Revista Brasil-Europa - Correspondência Euro-Brasileira 153/9 (2015:1)
Editor: Prof. Dr. A.A.Bispo, Universidade de Colonia
Direção administrativa: Dr. H. Hülskath

Organização de Estudos de Processos Culturais em Relações Internacionais (ND 1968)
Academia Brasil-Europa
Instituto de Estudos da Cultura Musical do Espaço de Língua Portuguesa (ISMPS 1985)

© 1989 by ISMPS e.V. © Internet-edição 1998 e anos seguintes © 2015 by ISMPS e.V. Todos os direitos reservados
ISSN 1866-203X - urn:nbn:de:0161-2008020501


Doc. N°3161





O Rio de Janeiro, a música no Brasil e nos Estados Unidos
Evolucionismo e americanismo nas relações Europa/Novo Mundo
Manuel de
Oliveira Lima (1867-1928) e George Theodore Sonneck (1873-1928)



Ciclos de estudos na Bélgica pelos 450 anos do Rio de Janeiro
Com os agradecimentos à seção de música da Biblioteca Real da Bélgica

 
Bruxelas. A.A.Bispo 2015 copyright Arquivo A.B.E..

Nos estudos de abertura dos trabalhos científico-culturais euro-brasileiros pelos 450 anos do Rio de Janeiro, levados a efeito em cidades da Bélgica, emprestou-se particular atenção à música.

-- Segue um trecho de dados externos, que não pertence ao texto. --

//! Processing statistics tracking.
//!
//! Thread-safe counters for errors, warnings, and informational metrics
//! collected while a subcommand works through its input.

use std::collections::HashMap;
use std::hash::Hash;
use std::sync::atomic::{AtomicUsize, Ordering};
use strum::IntoEnumIterator;

use super::types::{ErrorType, InfoType, WarningType};

/// Thread-safe processing statistics tracker.
///
/// Every variant of each category is registered with a zero counter on
/// creation, so increments never allocate and lookups never miss. Share it
/// across concurrent chain walks or fetches by reference or `Arc`.
pub struct ProcessingStats {
    errors: HashMap<ErrorType, AtomicUsize>,
    warnings: HashMap<WarningType, AtomicUsize>,
    info: HashMap<InfoType, AtomicUsize>,
}

fn zeroed<T: IntoEnumIterator + Eq + Hash>() -> HashMap<T, AtomicUsize> {
    T::iter().map(|key| (key, AtomicUsize::new(0))).collect()
}

fn bump<T: Eq + Hash + std::fmt::Debug>(counters: &HashMap<T, AtomicUsize>, key: T) {
    match counters.get(&key) {
        Some(counter) => {
            counter.fetch_add(1, Ordering::Relaxed);
        }
        None => log::error!("No statistics counter registered for {:?}", key),
    }
}

fn read<T: Eq + Hash>(counters: &HashMap<T, AtomicUsize>, key: T) -> usize {
    counters
        .get(&key)
        .map(|c| c.load(Ordering::SeqCst))
        .unwrap_or(0)
}

impl Default for ProcessingStats {
    fn default() -> Self {
        Self::new()
    }
}

impl ProcessingStats {
    pub fn new() -> Self {
        ProcessingStats {
            errors: zeroed(),
            warnings: zeroed(),
            info: zeroed(),
        }
    }

    pub fn increment_error(&self, error: ErrorType) {
        bump(&self.errors, error);
    }

    pub fn increment_warning(&self, warning: WarningType) {
        bump(&self.warnings, warning);
    }

    pub fn increment_info(&self, info_type: InfoType) {
        bump(&self.info, info_type);
    }

    pub fn get_error_count(&self, error: ErrorType) -> usize {
        read(&self.errors, error)
    }

    pub fn get_warning_count(&self, warning: WarningType) -> usize {
        read(&self.warnings, warning)
    }

    pub fn get_info_count(&self, info_type: InfoType) -> usize {
        read(&self.info, info_type)
    }

    /// Get total error count across all error types.
    pub fn total_errors(&self) -> usize {
        ErrorType::iter().map(|e| self.get_error_count(e)).sum()
    }

    /// Get total warning count across all warning types.
    pub fn total_warnings(&self) -> usize {
        WarningType::iter().map(|w| self.get_warning_count(w)).sum()
    }

    /// Get total info count across all info types.
    pub fn total_info(&self) -> usize {
        InfoType::iter().map(|i| self.get_info_count(i)).sum()
    }
}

Se o Rio de Janeiro metamorfoseado no início do século XX foi tratado no Congresso de Americanistas de Viena, em 1908, - ano da Exposição Mundial pelo Centenário da Abertura dos Portos -, como exemplo e modêlo resplandecente de evolução, progresso e civilização (Veja) a música no Brasil foi considerada no Congresso Internacional pelo Centenário de J. Haydn em Viena, em 1909. (Veja) Ambos os eventos foram marcados pela personalidade de Manuel de Oliveira Lima (1867-1928), Ministro Plenipotenciário do Brasil junto ao rei dos belgas. (Veja)


Apesar da diferença de temas, os pronunciamentos de Oliveira Lima revelam uma coerência de idéias e visões, de critérios de análise de desenvolvimentos históricos e da formação da nacionalidade, este um complexo temático tratado nas suas conferências no primeiro curso de Estudos Brasileiros na Sorbonne, em 1910.


Cumpre considerar, assim, de forma relacionada, as suas explanações referentes ao urbanismo e à arquitetura do Rio, aquelas voltadas à música no Brasil e a sua perspectiva histórica apresentada de forma sistematizada na Universidade de Paris para que se possa compreender o seu edifício de concepções e visões e, assim a da representação do Brasil na Europa anterior à Primeira Guerra Mundial: anos que decisivamente marcaram a imagem da então capital do Brasil e, através dela, do próprio país.


Não se trata aqui apenas de interesse histórico na sua delimitação a uma época finda, de uma velha Europa desaparecida, mas de reconhecimento de características do pensamento, de iniciativas e de desenvolvimentos desencadeados que tiveram consequências e mesmo continuidade, possivelmente ainda hoje vigorando e conduzindo a visões e empreendimentos vistos como óbvios e não como resultados de processos históricos.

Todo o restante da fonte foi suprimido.